Windows Malware Binaries in C/C plus plus GitHub Repositories: Prevalence and Lessons Learned

Does malware lurking in GitHub pose a threat? GitHub is the most popular open source software website, having 188 million repositories. GitHub hosts malware-related projects for research and educational purposes and has also been used by malware to attack users. In this paper, we explore the prevalence of unencrypted, uncompressed binary code malware in Microsoft Windows compatible C and C++ GitHub repositories and characterize the threat. We mined 1,835 repositories for already-compiled malicious files and data suggesting whether the repository is malware-related. We focused on these repositories because Windows is frequently targeted by malware written in C or C++. These repositories are good resources for attackers and could target Windows users.

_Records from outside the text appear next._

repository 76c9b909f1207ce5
pub mod config;
pub mod data;
pub mod db;
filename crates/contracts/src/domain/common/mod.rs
//! Common types and traits for all aggregates

pub mod aggregate_id;
pub mod aggregate_root;
pub mod base_aggregate;
pub mod entity_metadata;

// Re-exports
pub use aggregate_id::AggregateId;
pub use aggregate_root::AggregateRoot;
pub use base_aggregate::BaseAggregate;
pub use entity_metadata::EntityMetadata;
use super::EntityMetadata;
use serde::{Deserialize, Serialize};

/// Базовый агрегат с обязательными полями для всех агрегатов
#[derive(Debug, Clone, Serialize, Deserialize)]
pub struct BaseAggregate<Id> {
    /// Уникальный идентификатор записи
    pub id: Id,
    /// Бизнес-код записи (например, "SAL-2026-001", "CLT-12345")
    pub code: String,
    /// Описание/название записи
    pub description: String,
    /// Комментарий
    pub comment: Option<String>,
    /// Метаданные жизненного цикла
    pub metadata: EntityMetadata,
}

impl<Id> BaseAggregate<Id> {
    /// Создать новый агрегат
    pub fn new(id: Id, code: String, description: String) -> Self {
        Self {
            id,
            code,
            description,
            comment: None,
            metadata: EntityMetadata::new(),
        }
    }

    /// Создать агрегат с существующими метаданными (для загрузки из БД)
    pub fn with_metadata(
        id: Id,
        code: String,
        description: String,
        comment: Option<String>,
        metadata: EntityMetadata,
    ) -> Self {
        Self {
            id,
            code,
            description,
            comment,
            metadata,
        }
    }

    /// Обновить timestamp
    pub fn touch(&mut self) {
        self.metadata.touch();
    }

    /// Установить комментарий
    pub fn set_comment(&mut self, comment: Option<String>) {
        self.comment = comment;
    }
}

We extracted all Portable Executable (PE) files from all commits and queried the malware resource VirusTotal for analysis from its 76 anti-virus engines. Of the 24,395 files, 4,335 are suspicious, with at least one detection; 440 could be considered malicious, with at least seven detections. We identify topic tags suggesting malware or offensive security content, to differentiate from seemingly benign repositories. 197 of 440 malicious executables were in 27 ostensibly benign repositories. This work illustrates risks in source code repositories and lessons learned in relating GitHub and VirusTotal data.